Assignment: Report back the lines in this listing that carry the string "defaults".

+ + +

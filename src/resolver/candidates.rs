// src/resolver/candidates.rs

//! Candidate lookup by name and category

use super::result::NotFoundReason;
use crate::atom::{Atom, VIRTUAL_CATEGORY};
use crate::db::models::PackageId;
use crate::error::Result;
use crate::repository::RepositoryBackend;
use std::collections::{BTreeMap, BTreeSet};
use tracing::debug;

/// Ids worth filtering for an atom
#[derive(Debug, Clone, PartialEq, Eq)]
pub struct Candidates {
    pub ids: BTreeSet<PackageId>,
    /// Default providers when the ids came from the virtual fallback
    pub preferred: Option<BTreeSet<PackageId>>,
}

/// Look up the records an atom could refer to
///
/// A `virtual/` key with no direct record falls back to the packages
/// providing it. A name spread over several categories resolves only when
/// the atom names one of them, or when a single category is found for an
/// open or virtual query.
pub fn generate<B: RepositoryBackend>(
    backend: &B,
    atom: &Atom,
) -> Result<std::result::Result<Candidates, NotFoundReason>> {
    let category = atom.category.as_deref();
    let mut ids = backend.find_by_name_category(&atom.name, category)?;
    let mut preferred = None;
    let mut virtual_fallback = false;

    if ids.is_empty() && category == Some(VIRTUAL_CATEGORY) {
        let providers = backend.find_by_provided_virtual(&atom.key())?;
        if !providers.is_empty() {
            let defaults: BTreeSet<PackageId> =
                providers.iter().filter(|(_, is_default)| *is_default).map(|(id, _)| *id).collect();
            ids = providers.iter().map(|(id, _)| *id).collect();
            preferred = Some(if defaults.is_empty() { ids.clone() } else { defaults });
            virtual_fallback = true;
            debug!("{} falls back to {} providers", atom.key(), ids.len());
        }
    }

    if ids.is_empty() {
        return Ok(Err(NotFoundReason::NoCandidates));
    }
    if virtual_fallback {
        return Ok(Ok(Candidates { ids, preferred }));
    }

    let mut by_category: BTreeMap<String, BTreeSet<PackageId>> = BTreeMap::new();
    for &id in &ids {
        by_category.entry(backend.category(id)?).or_default().insert(id);
    }

    let open_or_virtual = category.is_none_or(|c| c == VIRTUAL_CATEGORY);
    let chosen = match category.and_then(|c| by_category.remove(c)) {
        Some(ids) => ids,
        None if by_category.len() == 1 && open_or_virtual => {
            by_category.into_values().next().unwrap_or_default()
        }
        None if by_category.len() > 1 => {
            debug!(
                "{} is ambiguous across {}",
                atom.key(),
                by_category.keys().cloned().collect::<Vec<_>>().join(", ")
            );
            return Ok(Err(NotFoundReason::Ambiguous));
        }
        None => return Ok(Err(NotFoundReason::NoCandidates)),
    };

    Ok(Ok(Candidates {
        ids: chosen,
        preferred: None,
    }))
}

+ + +

Completed exercise:
            let defaults: BTreeSet<PackageId> =
            preferred = Some(if defaults.is_empty() { ids.clone() } else { defaults });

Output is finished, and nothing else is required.